I was having trouble. The sewing machine in front of me just wasn’t cooperating and I was getting pretty frustrated. I’d spent the last two hours trying to remove an access panel so I could get to the adjustments inside. It was a simple matter, really. Every now and then the ancient Singer sewing machine would get out of sync with itself so that whenever the machine drove its needle down, the bobbin arm would collide with it and break the needle. All it took was realigning the little gears inside and the old machine would be good to go again. I kept rubbing the screws on the access plate with the vegetable scrubber I snagged from below the sink where my wife kept them, but no matter how hard or long I rubbed the screws, they refused to come out. After failing to remove the screws with multiple attempts with the vegetable scrubber, I sighed and resorted to the screw driver I kept in my middle desk drawer. To my great surprise, the screws came right out. “Hrmmm,” I mused. “Perhaps there’s a lesson here.”
Okay, you got me. I’m fibbing to make a point: Using the wrong tool is a great way to fail; a vegetable scrubber is not the right tool to remove screws with. (duh) But it seems to me that some oncologists take a virtual veggie scrubber to their patients because they apply rule-of-thumb generalities to treatment strategies when they should instead use the right tools for the job. And sometimes, that means no tools at all.

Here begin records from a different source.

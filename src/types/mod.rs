//! Core domain types for pixfx.
//!
//! This module contains the fundamental types used throughout the pipeline:
//! - `Colour` - RGB colour values with strict hex parsing
//! - `NamedPalette` / `ColourSpec` - built-in palettes and colour-list
//!   resolution

mod colour;
mod palette;

pub use colour::Colour;
pub use palette::{shuffle_colours, ColourSpec, NamedPalette, BUILTIN_PALETTES};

Conventional wisdom says that all multiple myeloma should be treated the same way. Some oncologists even champion the idea that MGUS or smoldering myeloma should be dealt with, not through watchful waiting, but through rigorous high-dose combination chemotherapy with Dexamethasone. They fail to see a difference in undeveloped monoclonal gammopathy, non-secretor, or symptomatic mutiple myeloma. A recent interview with Dr. Ola Landgren in the Myeloma Beacon demonstrates my point. The conversation centered on recent studies in Spain, and it is not the discussion I thought was noteworthy so much as Dr. Landgren’s predispositions towards multiple myeloma generally, in each of its forms. It appeared somewhat blatantly that he drew no distinction between MGUS and high-risk symptomatic myeloma and all in between.
I have questioned the concept of using Bortezomib (or subsequent analogs) in non-secretory multiple myeloma cases because the therapies are based on protein inhibition. It never made any sense to me that a protein inhibitor be used in a situation that presented no proteins. Perhaps that’s a layman’s perspective mistake, but so far, no oncologist or hematologist I’ve discussed this with has been able to defend the policy. Yet, at the same time, they will explain that all symptomatic myeloma should be treated with the same tools because that’s the rule of thumb currently embraced. When the discrepancy is pointed out, to an individual, they all shrugged and said something along the lines of “that’s how it is.”
I became interested in this subject as a result of my own case. I was treated with Bortezomib and ended up suffering severe neuropathy as a result, yet took absolutely no benefit from the treatment. The various physician’s involved in my treatment each opined that not only did the treatments do me no good, they appeared to have increased the progression of the cancer. In the end, the neuropathy resulting from that treatment set the stage for its nearly instantaneous return with the next treatment regimen tried. In other words, it took away the option of success in following treatment attempts. When Velcade was abandoned and my neuropathy allowed to wane away, subsequent treatment with Revlimid brought the neuropathy back before even a single cycle could be completed.
A part of the problem was that I’m in the group of patients who cannot tolerate steroids. Even small doses cause red zone high blood pressure and heart arythmia. This evokes a strong possibility of stroke or other complications. As a result, steroid-less treatments with Doxorubicin, Bortezomib and Lenalidomide all take a greater toll on me physically. Steroids are used to moderate the toxic effects of chemotherapy, and so my exposure is, ergo, unmoderated and leaves me vulnerable to the full force of their side effects. In hindsight, which always presents a clearer picture, had we moved instantly to Thalidomide or Lenalidomide when Doxorubicin proved untenable, it’s likely that I would have been able to benefit from treatment, at least to some degree.
So it would appear that my case demonstrates a rather significant flaw with the concept of treating all myeloma the same way, with the same tools. This is true on two separate fronts. The first being the absence of response to treatment while experiencing the worst of side effects. The second is the apparent acceleration of my cancer evoked in the treatment attempt. These two things indicating that watchful waiting is indeed a wise approach when it comes to MGUS or smoldering, and that treatment regimens be customized to the subtype of myeloma to be treated.
As with most things in life, the one size which fits all, often fits none. It seems to me that cancer treatment shouldn’t be an exception to this sad refrain.